• [YOUR ASSIGNMENT]: For the string "AveragingDownPattern", state how many lines of the data hold it. Give nothing besides the number.
[RECORDS SUPPLIED Boundary: Start]
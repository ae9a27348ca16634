//! Pattern generators.
//!
//! Each pattern reads the candidate pools and emits at most a handful of
//! sequences describing one trading idea. Sequences are capped at
//! `max_depth` and contain each symbol at most once.

pub mod basic;
pub mod funded;
pub mod regime;

use std::collections::HashSet;

use crate::domain::ports::pattern_generator::PatternGenerator;
use crate::domain::values::action::{ActionCandidate, ActionSequence};

use self::basic::{CostOptimizedPattern, DirectBuyPattern, MixedStrategyPattern, MultiSellPattern, SingleBestPattern};
use self::funded::{
    AveragingDownPattern, CashGenerationPattern, DeepRebalancePattern, OpportunityFirstPattern,
    ProfitTakingPattern, RebalancePattern,
};
use self::regime::{AdaptivePattern, MarketRegimePattern};

/// Every built-in pattern; configuration decides which ones run.
pub fn all_patterns() -> Vec<Box<dyn PatternGenerator>> {
    vec![
        Box::new(DirectBuyPattern),
        Box::new(ProfitTakingPattern),
        Box::new(RebalancePattern),
        Box::new(AveragingDownPattern),
        Box::new(SingleBestPattern),
        Box::new(MultiSellPattern),
        Box::new(MixedStrategyPattern),
        Box::new(OpportunityFirstPattern),
        Box::new(DeepRebalancePattern),
        Box::new(CashGenerationPattern),
        Box::new(CostOptimizedPattern),
        Box::new(AdaptivePattern),
        Box::new(MarketRegimePattern),
    ]
}

/// Takes buys in order while they fit the remaining budget, skipping symbols
/// already present in `taken`.
pub(crate) fn fit_buys<'a>(
    buys: impl IntoIterator<Item = &'a ActionCandidate>,
    budget: f64,
    slots: usize,
    taken: &[ActionCandidate],
) -> Vec<ActionCandidate> {
    let mut used: HashSet<&str> = taken.iter().map(|a| a.symbol.as_str()).collect();
    let mut remaining = budget;
    let mut picked = Vec::new();
    for buy in buys {
        if picked.len() >= slots {
            break;
        }
        if used.contains(buy.symbol.as_str()) || buy.value_eur > remaining {
            continue;
        }
        remaining -= buy.value_eur;
        used.insert(buy.symbol.as_str());
        picked.push(buy.clone());
    }
    picked
}

pub(crate) fn proceeds(actions: &[ActionCandidate]) -> f64 {
    actions.iter().filter(|a| a.side.is_sell()).map(|a| a.value_eur).sum()
}

/// Wraps non-empty actions into a one-element result.
pub(crate) fn one(pattern: &str, actions: Vec<ActionCandidate>) -> Vec<ActionSequence> {
    if actions.is_empty() {
        Vec::new()
    } else {
        vec![ActionSequence::new(pattern, actions)]
    }
}

/// Sells followed by budget-fitting buys, never exceeding `max_depth`.
pub(crate) fn sells_then_buys<'a>(
    sells: Vec<ActionCandidate>,
    buys: impl IntoIterator<Item = &'a ActionCandidate>,
    cash: f64,
    max_depth: usize,
) -> Vec<ActionCandidate> {
    let mut actions: Vec<ActionCandidate> = sells.into_iter().take(max_depth).collect();
    let budget = cash + proceeds(&actions);
    let slots = max_depth.saturating_sub(actions.len());
    let picked = fit_buys(buys, budget, slots, &actions);
    actions.extend(picked);
    actions
}


#[cfg(test)]
mod tests {
    use super::fixtures::candidate;
    use super::*;
    use crate::domain::values::opportunity::OpportunityCategory;
    use crate::domain::values::trade_side::TradeSide;

    #[test]
    fn fit_buys_skips_unaffordable_and_taken() {
        let buys = vec![
            candidate(OpportunityCategory::OpportunityBuys, TradeSide::Buy, "A", 600.0, 0.9),
            candidate(OpportunityCategory::OpportunityBuys, TradeSide::Buy, "B", 300.0, 0.8),
            candidate(OpportunityCategory::OpportunityBuys, TradeSide::Buy, "C", 300.0, 0.7),
        ];
        let taken = vec![candidate(OpportunityCategory::RebalanceSells, TradeSide::Sell, "C", 50.0, 0.5)];
        let picked = fit_buys(&buys, 500.0, 5, &taken);
        let symbols: Vec<&str> = picked.iter().map(|a| a.symbol.as_str()).collect();
        assert_eq!(symbols, vec!["B"]);
    }

    #[test]
    fn registry_names_are_unique() {
        let names: HashSet<&str> = all_patterns().iter().map(|p| p.name()).collect();
        assert_eq!(names.len(), 13);
    }
}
[RECORDS SUPPLIED Boundary: End]
• [RESPONSE TO THE TASK]: 2